*Exercise*
After locating the line that contains "iff one of the" in the data below, set down exactly that line and each one after it through the line that contains "Object half of the permission", and nothing more.

Stored data:
##########
use std::time::Duration;

use reqwest::Method;

use crate::adapters::http::{HttpProbe, HttpRequest, HttpResponse};
use crate::clients::block_on;

const REQUEST_TIMEOUT_SECS: u64 = 30;

pub struct ReqwestProbe {
    client: reqwest::Client,
}

impl ReqwestProbe {
    pub fn new() -> Result<Self, String> {
        let client = reqwest::Client::builder()
            .timeout(Duration::from_secs(REQUEST_TIMEOUT_SECS))
            .build()
            .map_err(|error| format!("failed to build HTTP client: {error}"))?;
        Ok(Self { client })
    }
}

impl HttpProbe for ReqwestProbe {
    fn send(&self, request: &HttpRequest) -> Result<HttpResponse, String> {
        let method = Method::from_bytes(request.method.as_bytes())
            .map_err(|error| format!("invalid HTTP method '{}': {error}", request.method))?;
        let mut builder = self.client.request(method, &request.url);
        for (name, value) in &request.headers {
            builder = builder.header(name.as_str(), value.as_str());
        }
        if let Some(body) = &request.body {
            builder = builder.body(body.clone());
        }

        block_on(execute(builder))
    }
}

async fn execute(builder: reqwest::RequestBuilder) -> Result<HttpResponse, String> {
    let response = builder
        .send()
        .await
        .map_err(|error| format!("request failed: {error}"))?;
    let status = response.status().as_u16();
    let headers = response
        .headers()
        .iter()
        .map(|(name, value)| {
            (
                name.as_str().to_string(),
                value.to_str().unwrap_or_default().to_string(),
            )
        })
        .collect();
    let body = response
        .text()
        .await
        .map_err(|error| format!("failed to read response body: {error}"))?;
    Ok(HttpResponse {
        status,
        headers,
        body,
    })
}
//! User registry, the user↔role relation, and authorization decisions

use super::Rbac;
use crate::actions::Action;
use crate::error::RbacResult;
use crate::permissions::Permission;
use crate::resources::Object;
use crate::subjects::{Role, User};

impl Rbac {
    /// Register a user.
    ///
    /// Returns `false` if the user is already registered.
    pub fn register_user(&self, user: User) -> bool {
        let mut state = self.state.write();
        if state.users.contains(&user) {
            return false;
        }
        tracing::debug!(user = %user, "User registered");
        state.register_user(user)
    }

    /// Remove a user together with all of its role assignments.
    ///
    /// Registering the same user again starts from an empty role set.
    /// Returns `false` if no such user was registered.
    pub fn remove_user(&self, user: &User) -> bool {
        let mut state = self.state.write();
        match state.remove_user(user) {
            Some(cascaded) => {
                tracing::debug!(user = %user, cascaded, "User removed");
                true
            }
            None => false,
        }
    }

    /// List all registered users. Order is not meaningful.
    pub fn list_users(&self) -> Vec<User> {
        self.state.read().users.iter().cloned().collect()
    }

    /// Check if a user is registered.
    pub fn user_exists(&self, user: &User) -> bool {
        self.state.read().users.contains(user)
    }

    /// Assign a role to a user.
    ///
    /// Both have to be registered; the user is checked first.
    /// Returns `Ok(false)` if the user already holds the role.
    ///
    /// # Arguments
    ///
    /// * `user` - The user receiving the role
    /// * `role` - The role being assigned
    pub fn assign_role_to_user(&self, user: &User, role: &Role) -> RbacResult<bool> {
        let mut state = self.state.write();
        let added = state.assign_role(user, role)?;
        if added {
            tracing::debug!(user = %user, role = %role, "Role assigned to user");
        }
        Ok(added)
    }

    /// Take a role away from a user.
    ///
    /// Both have to be registered; the user is checked first.
    /// Returns `Ok(false)` if the user did not hold the role.
    ///
    /// # Arguments
    ///
    /// * `user` - The user losing the role
    /// * `role` - The role being revoked
    pub fn remove_role_from_user(&self, user: &User, role: &Role) -> RbacResult<bool> {
        let mut state = self.state.write();
        let removed = state.unassign_role(user, role)?;
        if removed {
            tracing::debug!(user = %user, role = %role, "Role removed from user");
        }
        Ok(removed)
    }

    /// List the roles assigned to a user.
    ///
    /// The user has to be registered.
    pub fn list_user_roles(&self, user: &User) -> RbacResult<Vec<Role>> {
        self.state.read().roles_of(user)
    }

    /// Check if a user directly holds a role.
    ///
    /// Both have to be registered; the user is checked first.
    ///
    /// # Arguments
    ///
    /// * `user` - The user to inspect
    /// * `role` - The role to look for
    pub fn user_has_role(&self, user: &User, role: &Role) -> RbacResult<bool> {
        self.state.read().user_has_role(user, role)
    }

    /// Check if any role assigned to the user holds the permission.
    ///
    /// Both have to be registered; the user is checked first. There is no
    /// inheritance or wildcard matching: the answer is `true` iff one of the
    /// user's roles holds exactly this permission.
    ///
    /// # Arguments
    ///
    /// * `user` - The user asking for access
    /// * `permission` - The permission being checked
    pub fn user_has_permission(&self, user: &User, permission: &Permission) -> RbacResult<bool> {
        self.state.read().user_has_permission(user, permission)
    }

    /// Check if the user may perform `action` on `object`.
    ///
    /// The permission is built by value and must be registered; that check
    /// runs before the user check. The whole decision is made under a single
    /// read guard.
    ///
    /// # Arguments
    ///
    /// * `user` - The user asking for access
    /// * `object` - Object half of the permission
    /// * `action` - Action half of the permission
    ///
    /// # Example
    ///
    /// ```
    /// use rbac_registry::{Action, Object, Rbac, RbacError, User};
    ///
    /// let rbac = Rbac::new();
    /// let alice = User::new("alice");
    /// rbac.register_user(alice.clone());
    ///
    /// let result = rbac.user_has_object_action(&alice, &Object::new("doc"), &Action::new("read"));
    /// assert_eq!(result, Err(RbacError::PermissionNotRegistered));
    /// ```
    pub fn user_has_object_action(&self, user: &User, object: &Object, action: &Action) -> RbacResult<bool> {
        let permission = Permission::new(object.clone(), action.clone());
        let state = self.state.read();
        state.require_permission(&permission)?;
        state.user_has_permission(user, &permission)
    }
}
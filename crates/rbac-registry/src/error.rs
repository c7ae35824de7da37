//! Error types for registry operations
//!
//! Every association and decision operation checks that the entities it
//! names are registered. When one is not, the operation returns one of these
//! errors and leaves the registry untouched.

use thiserror::Error;

/// Precondition failures for association and decision operations.
///
/// The variants carry no payload, so they can be compared directly:
///
/// ```
/// use rbac_registry::{Rbac, RbacError, Role, User};
///
/// let rbac = Rbac::new();
/// let err = rbac.user_has_role(&User::new("alice"), &Role::new("admin")).unwrap_err();
/// assert_eq!(err, RbacError::UserNotRegistered);
/// ```
#[derive(Debug, Clone, Copy, PartialEq, Eq, Hash, Error)]
pub enum RbacError {
    /// Operation referenced a role absent from the registered roles
    #[error("role is not registered")]
    RoleNotRegistered,

    /// Operation referenced a permission absent from the registered permissions
    #[error("permission is not registered")]
    PermissionNotRegistered,

    /// Operation referenced a user absent from the registered users
    #[error("user is not registered")]
    UserNotRegistered,
}

/// Result type for registry operations.
pub type RbacResult<T> = Result<T, RbacError>;

impl RbacError {
    /// Get error code for API responses.
    pub fn error_code(&self) -> &'static str {
        match self {
            RbacError::RoleNotRegistered => "ROLE_NOT_REGISTERED",
            RbacError::PermissionNotRegistered => "PERMISSION_NOT_REGISTERED",
            RbacError::UserNotRegistered => "USER_NOT_REGISTERED",
        }
    }
}
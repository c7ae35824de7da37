//! RBAC controller
//!
//! [`Rbac`] owns the registry state behind a single reader/writer lock.
//! Every mutation (including its cascade) runs under the write guard, so
//! readers never see an association map half-pruned. Every query runs under
//! the read guard, so authorization checks proceed in parallel.
//!
//! Operations are grouped by entity kind:
//! - `permissions`: permission registry and bulk removal
//! - `roles`: role registry and the role↔permission relation
//! - `users`: user registry, the user↔role relation and the decision

mod permissions;
mod roles;
mod state;
mod users;

use parking_lot::RwLock;
use serde::Serialize;
use std::collections::BTreeMap;

use crate::config::{ConfigError, RbacConfig};
use state::RbacState;

/// Point-in-time counts of a registry.
#[derive(Debug, Clone, Copy, Default, PartialEq, Eq, Serialize)]
pub struct RbacStats {
    /// Registered permissions
    pub permissions: usize,
    /// Registered roles
    pub roles: usize,
    /// Registered users
    pub users: usize,
    /// Total role -> permission pairs
    pub role_permission_grants: usize,
    /// Total user -> role pairs
    pub user_role_assignments: usize,
}

/// In-memory RBAC registry.
///
/// Construct one explicitly and share it with `Arc<Rbac>`; all methods take
/// `&self`.
///
/// # Example
///
/// ```
/// use rbac_registry::{Permission, Rbac, Role, User};
///
/// let rbac = Rbac::new();
/// let admin = Role::new("admin");
/// let alice = User::new("alice");
/// let read_doc = Permission::new("doc", "read");
///
/// rbac.register_role(admin.clone());
/// rbac.register_user(alice.clone());
/// rbac.register_permission(read_doc.clone());
///
/// assert_eq!(rbac.assign_permission_to_role(&admin, &read_doc), Ok(true));
/// assert_eq!(rbac.assign_role_to_user(&alice, &admin), Ok(true));
/// assert_eq!(rbac.user_has_permission(&alice, &read_doc), Ok(true));
/// ```
#[derive(Default)]
pub struct Rbac {
    state: RwLock<RbacState>,
}

impl std::fmt::Debug for Rbac {
    fn fmt(&self, f: &mut std::fmt::Formatter<'_>) -> std::fmt::Result {
        let stats = self.stats();
        f.debug_struct("Rbac")
            .field("permissions", &stats.permissions)
            .field("roles", &stats.roles)
            .field("users", &stats.users)
            .finish()
    }
}

impl Rbac {
    /// Create an empty registry.
    pub fn new() -> Self {
        Self::default()
    }

    /// Build a registry from a declarative config.
    ///
    /// Entities are registered first, then associations are applied. If any
    /// association names an entity the config does not declare, as a key or
    /// as a list member, the whole build fails and no registry is returned.
    /// Association keys with empty lists are kept as empty entries.
    ///
    /// # Arguments
    ///
    /// * `config` - Entities and associations to seed
    ///
    /// # Example
    ///
    /// ```
    /// use rbac_registry::{Permission, Rbac, RbacConfig, User};
    ///
    /// let config = RbacConfig::from_json(r#"{
    ///     "permissions": [{"object": "doc", "action": "read"}],
    ///     "roles": ["reader"],
    ///     "users": ["alice"],
    ///     "role_permissions": {"reader": [{"object": "doc", "action": "read"}]},
    ///     "user_roles": {"alice": ["reader"]}
    /// }"#).unwrap();
    ///
    /// let rbac = Rbac::from_config(&config).unwrap();
    /// assert_eq!(
    ///     rbac.user_has_permission(&User::new("alice"), &Permission::new("doc", "read")),
    ///     Ok(true)
    /// );
    /// ```
    pub fn from_config(config: &RbacConfig) -> Result<Self, ConfigError> {
        let mut state = RbacState::default();

        for permission in &config.permissions {
            state.register_permission(permission.clone());
        }
        for role in &config.roles {
            state.register_role(role.clone());
        }
        for user in &config.users {
            state.register_user(user.clone());
        }

        for (role, permissions) in &config.role_permissions {
            state
                .require_role(role)
                .map_err(|source| ConfigError::InvalidAssociation {
                    left: role.to_string(),
                    right: "permissions".to_string(),
                    source,
                })?;
            // Keep the entry even when the list is empty
            state.role_permissions.entry(role.clone()).or_default();

            for permission in permissions {
                state
                    .assign_permission(role, permission)
                    .map_err(|source| ConfigError::InvalidAssociation {
                        left: role.to_string(),
                        right: permission.to_string(),
                        source,
                    })?;
            }
        }
        for (user, roles) in &config.user_roles {
            state
                .require_user(user)
                .map_err(|source| ConfigError::InvalidAssociation {
                    left: user.to_string(),
                    right: "roles".to_string(),
                    source,
                })?;
            state.user_roles.entry(user.clone()).or_default();

            for role in roles {
                state
                    .assign_role(user, role)
                    .map_err(|source| ConfigError::InvalidAssociation {
                        left: user.to_string(),
                        right: role.to_string(),
                        source,
                    })?;
            }
        }

        tracing::info!(
            permissions = state.permissions.len(),
            roles = state.roles.len(),
            users = state.users.len(),
            "RBAC registry seeded from config"
        );

        Ok(Self {
            state: RwLock::new(state),
        })
    }

    /// Snapshot the current registry in config form.
    ///
    /// Lists are sorted so the output is stable. Empty association entries
    /// are kept, which lets a role with no permissions round-trip as such.
    pub fn export_config(&self) -> RbacConfig {
        let state = self.state.read();

        let mut config = RbacConfig {
            permissions: state.permissions.iter().cloned().collect(),
            roles: state.roles.iter().cloned().collect(),
            users: state.users.iter().cloned().collect(),
            role_permissions: BTreeMap::new(),
            user_roles: BTreeMap::new(),
        };
        config.permissions.sort();
        config.roles.sort();
        config.users.sort();

        for (role, permissions) in &state.role_permissions {
            let mut permissions: Vec<_> = permissions.iter().cloned().collect();
            permissions.sort();
            config.role_permissions.insert(role.clone(), permissions);
        }
        for (user, roles) in &state.user_roles {
            let mut roles: Vec<_> = roles.iter().cloned().collect();
            roles.sort();
            config.user_roles.insert(user.clone(), roles);
        }

        config
    }

    /// Get registry statistics.
    pub fn stats(&self) -> RbacStats {
        let state = self.state.read();
        RbacStats {
            permissions: state.permissions.len(),
            roles: state.roles.len(),
            users: state.users.len(),
            role_permission_grants: state.role_permissions.values().map(|p| p.len()).sum(),
            user_role_assignments: state.user_roles.values().map(|r| r.len()).sum(),
        }
    }
}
##########
*Answer to this exercise*
    /// inheritance or wildcard matching: the answer is `true` iff one of the
    /// user's roles holds exactly this permission.
    ///
    /// # Arguments
    ///
    /// * `user` - The user asking for access
    /// * `permission` - The permission being checked
    pub fn user_has_permission(&self, user: &User, permission: &Permission) -> RbacResult<bool> {
        self.state.read().user_has_permission(user, permission)
    }

    /// Check if the user may perform `action` on `object`.
    ///
    /// The permission is built by value and must be registered; that check
    /// runs before the user check. The whole decision is made under a single
    /// read guard.
    ///
    /// # Arguments
    ///
    /// * `user` - The user asking for access
    /// * `object` - Object half of the permission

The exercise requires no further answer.